- Born: 1503 Tlemcen
- Died: 1574 (aged 70–71) Fez
- Occupations: Scholar, Maliki juris, Teacher

Academic work
- Notable works: Explanation of al-Arjūzah al-Tilimsāniyah fi al-Fara'id by Abu Ishaq al-Ansari al-Tilimsani.

= Shaqroun Al-Wajdiji al-Tilimsani =

Maliki jurist from Tlemcen

Shaqroun Al-Wajdiji Al-Tilimsani (شقرون الوجديجي التلمساني) was a prominent Maliki jurist originally from Tlemcen. Born around c. 1503 and died c. 1574 in Fez, he was nicknamed Malik al-Saghir (young Malik) during his time due to his exceptional expertise in Maliki jurisprudence. In 1559, he left Tlemcen for Fez due to the prevailing political instability.

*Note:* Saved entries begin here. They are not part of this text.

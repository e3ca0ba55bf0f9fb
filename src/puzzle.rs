// Wordstrand – A spangram word-search puzzle maker
// Copyright (C) 2025  Neil Roberts
//
// This program is free software: you can redistribute it and/or modify
// it under the terms of the GNU General Public License as published by
// the Free Software Foundation, either version 3 of the License, or
// (at your option) any later version.
//
// This program is distributed in the hope that it will be useful,
// but WITHOUT ANY WARRANTY; without even the implied warranty of
// MERCHANTABILITY or FITNESS FOR A PARTICULAR PURPOSE.  See the
// GNU General Public License for more details.
//
// You should have received a copy of the GNU General Public License
// along with this program.  If not, see <http://www.gnu.org/licenses/>.

use std::fmt;
use serde::{Serialize, Deserialize};
use super::geometry::{Coord, Geometry};
use super::layout::Layout;
use super::selection::{self, Judgement, SelectionError};
use super::verify::{self, LayoutFault};

/// A puzzle as it is handed to whatever stores it. Only the layout is
/// needed to play. The rest is shown to the player.
#[derive(Clone, Debug, PartialEq, Eq)]
#[derive(Serialize, Deserialize)]
#[serde(rename_all = "camelCase")]
pub struct Puzzle {
    #[serde(default)]
    pub title: String,
    #[serde(default)]
    pub author: String,
    #[serde(default)]
    pub clue: String,
    #[serde(default)]
    pub geometry: Geometry,
    pub spangram: String,
    pub theme_words: Vec<String>,
    pub layout: Layout,
}

#[derive(Debug)]
pub enum PuzzleError {
    Json(serde_json::Error),
    Layout(LayoutFault),
}

impl Puzzle {
    pub fn from_json(s: &str) -> Result<Puzzle, PuzzleError> {
        serde_json::from_str(s).map_err(PuzzleError::Json)
    }

    pub fn to_json(&self) -> Result<String, PuzzleError> {
        serde_json::to_string(self).map_err(PuzzleError::Json)
    }

    /// Makes sure that the stored layout really is a solution for the
    /// stored words
    pub fn check(&self) -> Result<(), PuzzleError> {
        verify::check_layout(
            self.geometry,
            &self.layout,
            &self.spangram,
            self.theme_words.as_slice(),
        ).map_err(PuzzleError::Layout)
    }

    pub fn judge(&self, selection: &[Coord]) -> Result<Judgement, SelectionError> {
        selection::judge(self.geometry, &self.layout, selection)
    }
}

impl fmt::Display for PuzzleError {
    fn fmt(&self, f: &mut fmt::Formatter) -> fmt::Result {
        match self {
            PuzzleError::Json(e) => write!(f, "{}", e),
            PuzzleError::Layout(e) => write!(f, "{}", e),
        }
    }
}

impl std::error::Error for PuzzleError {}

#[cfg(test)]
mod test {
    use super::*;

    fn puzzle() -> Puzzle {
        Puzzle {
            title: "Pets".to_string(),
            author: "Neil".to_string(),
            clue: "Furry friends".to_string(),
            geometry: Geometry::new(2, 3),
            spangram: "CAT".to_string(),
            theme_words: vec!["DOG".to_string()],
            layout: Layout {
                grid_letters: "CATDOG".to_string(),
                spangram_path: vec![
                    Coord::new(0, 0), Coord::new(0, 1), Coord::new(0, 2),
                ],
                theme_word_paths: vec![vec![
                    Coord::new(1, 0), Coord::new(1, 1), Coord::new(1, 2),
                ]],
            },
        }
    }

    #[test]
    fn round_trip() {
        let puzzle = puzzle();
        let json = puzzle.to_json().unwrap();

        assert!(json.contains("\"themeWords\":[\"DOG\"]"));
        assert_eq!(Puzzle::from_json(&json).unwrap(), puzzle);
        assert!(puzzle.check().is_ok());
    }

    #[test]
    fn defaults() {
        let puzzle = Puzzle::from_json(
            "{\"spangram\":\"AB\",\"themeWords\":[],\
             \"layout\":{\"gridLetters\":\"\",\"spangramPath\":[],\
             \"themeWordPaths\":[]}}"
        ).unwrap();

        assert_eq!(puzzle.geometry, Geometry::default());
        assert_eq!(&puzzle.title, "");
        assert_eq!(
            &puzzle.check().unwrap_err().to_string(),
            "grid has 0 letters but should have 48",
        );
    }

    #[test]
    fn bad_json() {
        assert!(matches!(
            Puzzle::from_json("{\"spangram\":"),
            Err(PuzzleError::Json(_)),
        ));
    }

    #[test]
    fn judging() {
        let puzzle = puzzle();

        assert_eq!(
            puzzle.judge(&[Coord::new(1, 0), Coord::new(1, 1), Coord::new(1, 2)]),
            Ok(Judgement::ThemeWord(0)),
        );
        assert_eq!(
            puzzle.judge(&[Coord::new(1, 1), Coord::new(0, 0)]),
            Ok(Judgement::Other("OC".to_string())),
        );
    }
}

In Fez, he was appointed as a mufti by the Saadian Sultan Abdallah El-Ghalib. He also taught within the royal palace, where numerous students benefited from his knowledge until his death.

== Biography ==
His full name is Mohamed Shaqroun Ben Hibatallah Al-Wajdiji, originating from Tlemcen, which earned him the surname al-Tilimsani. He was born in 908 AH (1502–1503). He was mufti of his hometown before emigrating to Fez around 1559, following the example of many Tlemcen scholar. This migration was prompted by the internal conflicts that plagued the final years of the Zayyanid Kingdom, caught between the pressure of the Banū Wattas to the west and the Ottomans to the east, creating an atmosphere of instability and restricted freedoms.

In Fez, Shaqroun was warmly received by Sultan Abdallah El-Ghalib, who brought him into his court and appointed him as the mufti of Marrakech and the commander of sciences in the region. Shaqroun shared his knowledge in majalis (knowledge assemblies), which attracted many scholars, including the Sultan himself.

Renowned for his extraordinary command of Maliki jurisprudence, he earned the nickname Malik Al-Saghir ("the little Malik"). He was also skilled in the art of eloquence (al-Bayan, a branch of Arabic rhetoric) and logic. Beyond the court, he taught the Mukhtasar of Ibn al-Hajib, a popular text in Maliki jurisprudence.

The Fassi scholar Ahmed al-Mandjur described him as: "The accomplished scholar, the collaborator, the mufti, the preacher... I benefited from his teachings in matters of belief, jurisprudence, hadith, literature, and many other fields." Ibrahim al-Chawi was also among his notable disciples.

Shaqroun Al-Tilimsani died in 982 AH (1574) at the age of 74 in Fez.

== Work ==

- Explanation of al-Arjūzah al-Tilimsāniyah fi al-Fara'id by Abu Ishaq al-Ansari al-Tilimsani.